The Benson Building fire on July 8th was caused by rising freshman Mara Holland brought her own leftover fireworks and accidentally dropped them in the fire.
On Wednesday of this week the group decided to make pineapple upside down cake with a Dutch oven in the Clyde Engineering Building. Someone spilled their cooking oil and the fire spread from there.
Due to bans on gatherings of large groups of people, Emma Bradshaw and Gunner Rasmussen began holding secret meetings at the Harris Fine Arts Center in May of this year.
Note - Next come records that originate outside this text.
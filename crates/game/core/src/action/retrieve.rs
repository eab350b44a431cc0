use super::validation::{check_stack_limit, owned_stack, require_idle, require_on_board};
use super::{ActionError, ActionTransition, TurnFlow};
use crate::state::{GameState, PieceId, Position, Seat};

/// Pulls chosen pieces out of a controlled stack into the actor's hand. At
/// least one piece must stay behind.
#[derive(Clone, Debug, PartialEq, Eq)]
#[cfg_attr(feature = "serde", derive(serde::Serialize, serde::Deserialize))]
pub struct RetrieveAction {
    pub source: Position,
    pub piece_ids: Vec<PieceId>,
}

impl RetrieveAction {
    pub fn new(source: Position, piece_ids: Vec<PieceId>) -> Self {
        Self { source, piece_ids }
    }
}

impl ActionTransition for RetrieveAction {
    type Error = ActionError;

    fn pre_validate(&self, state: &GameState, actor: Seat) -> Result<(), Self::Error> {
        require_idle(state)?;
        require_on_board(self.source)?;
        let stack = owned_stack(state, actor, self.source)?;

        if self.piece_ids.is_empty() {
            return Err(ActionError::EmptyRetrieve);
        }
        for (index, id) in self.piece_ids.iter().enumerate() {
            if self.piece_ids[..index].contains(id) {
                return Err(ActionError::DuplicatePiece { id: *id });
            }
            if !stack.contains(*id) {
                return Err(ActionError::UnknownPiece { id: *id });
            }
        }
        if self.piece_ids.len() >= stack.weight() {
            return Err(ActionError::RetrieveWouldEmpty {
                position: self.source,
            });
        }
        Ok(())
    }

    fn apply(&self, state: &mut GameState, actor: Seat) -> Result<TurnFlow, Self::Error> {
        let stack = state.board.take(self.source).ok_or(ActionError::EmptyCell {
            position: self.source,
        })?;
        let color = stack.owner();
        let (removed, remaining) = stack.without(&self.piece_ids);
        let remaining = remaining.ok_or(ActionError::RetrieveWouldEmpty {
            position: self.source,
        })?;
        state.board.place(self.source, remaining);

        let hand = &mut state.player_mut(actor).hand;
        for piece in removed {
            if !hand.add(piece.captured_by(color)) {
                return Err(ActionError::HandOverflow);
            }
        }

        Ok(TurnFlow::EndTurn)
    }

    fn post_validate(&self, state: &GameState, _actor: Seat) -> Result<(), Self::Error> {
        check_stack_limit(state, self.source)
    }
}

#[cfg(test)]
mod tests {
    use super::*;
    use crate::config::GameConfig;
    use crate::state::{Board, Color, Piece, PieceKind, Stack};

    /// Red soldier stack with a captured black soldier at the bottom.
    fn setup() -> (GameState, Position) {
        let at = Position::new(2, 2);
        let mut board = Board::empty();
        board.place(
            at,
            Stack::from_pieces(&[
                Piece::revealed(PieceId(7), PieceKind::Soldier, Color::Black),
                Piece::revealed(PieceId(1), PieceKind::Soldier, Color::Red),
                Piece::revealed(PieceId(2), PieceKind::Soldier, Color::Red),
            ])
            .unwrap(),
        );
        let mut state = GameState::new(GameConfig::default(), board);
        state.assign_colors(Seat::First, Color::Red);
        (state, at)
    }

    #[test]
    fn retrieved_pieces_join_hand_in_owner_color() {
        let (mut state, at) = setup();
        let action = RetrieveAction::new(at, vec![PieceId(7), PieceId(2)]);

        action.pre_validate(&state, Seat::First).unwrap();
        assert_eq!(action.apply(&mut state, Seat::First), Ok(TurnFlow::EndTurn));
        action.post_validate(&state, Seat::First).unwrap();

        let stack = state.board.get(at).unwrap();
        assert_eq!(stack.weight(), 1);
        assert_eq!(stack.top().id, PieceId(1));

        let hand = &state.player(Seat::First).hand;
        assert_eq!(hand.len(), 2);
        assert!(hand.pieces().iter().all(|piece| piece.color == Color::Red));
        assert_eq!(state.total_pieces(), 3);
    }

    #[test]
    fn refuses_to_empty_the_stack() {
        let (state, at) = setup();
        assert_eq!(
            RetrieveAction::new(at, vec![PieceId(7), PieceId(1), PieceId(2)])
                .pre_validate(&state, Seat::First),
            Err(ActionError::RetrieveWouldEmpty { position: at })
        );
    }

    #[test]
    fn validates_piece_lists() {
        let (state, at) = setup();
        assert_eq!(
            RetrieveAction::new(at, vec![]).pre_validate(&state, Seat::First),
            Err(ActionError::EmptyRetrieve)
        );
        assert_eq!(
            RetrieveAction::new(at, vec![PieceId(1), PieceId(1)]).pre_validate(&state, Seat::First),
            Err(ActionError::DuplicatePiece { id: PieceId(1) })
        );
        assert_eq!(
            RetrieveAction::new(at, vec![PieceId(30)]).pre_validate(&state, Seat::First),
            Err(ActionError::UnknownPiece { id: PieceId(30) })
        );
        assert_eq!(
            RetrieveAction::new(at, vec![PieceId(1)]).pre_validate(&state, Seat::Second),
            Err(ActionError::NotOwner { position: at })
        );
    }
}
BYU Police became aware of the meetings in the HFAC, but they had no way to successfully navigate the notoriously confusing building.
Bradshaw and Rasmussen decided to move the gatherings from building to building and devised an elaborate system to avoid discovery by any kind of authority. Secret knocks and passwords were changed on alternating weeks. Recent passwords included “cinnamon rolls,” “handcart,” and “Mahonri Moriancumer.”
Bradshaw said that Family Home Evening should have been exempted from the gathering ban as it is “extremely essential” and deeming it non-essential was “an attack on religious freedom.” Rasmussen added, “I just needed to get out. My roommates were sick of me telling the same mission stories over and over.” They are engaged to be married next month.
The report states that in addition to fires, the gatherings typically consisted of board games, ukuleles, and last-minute spiritual thoughts.
Regarding their first successful investigation, BYU Police said that this crime bust “almost replaces the high of giving out parking tickets during Education Week.”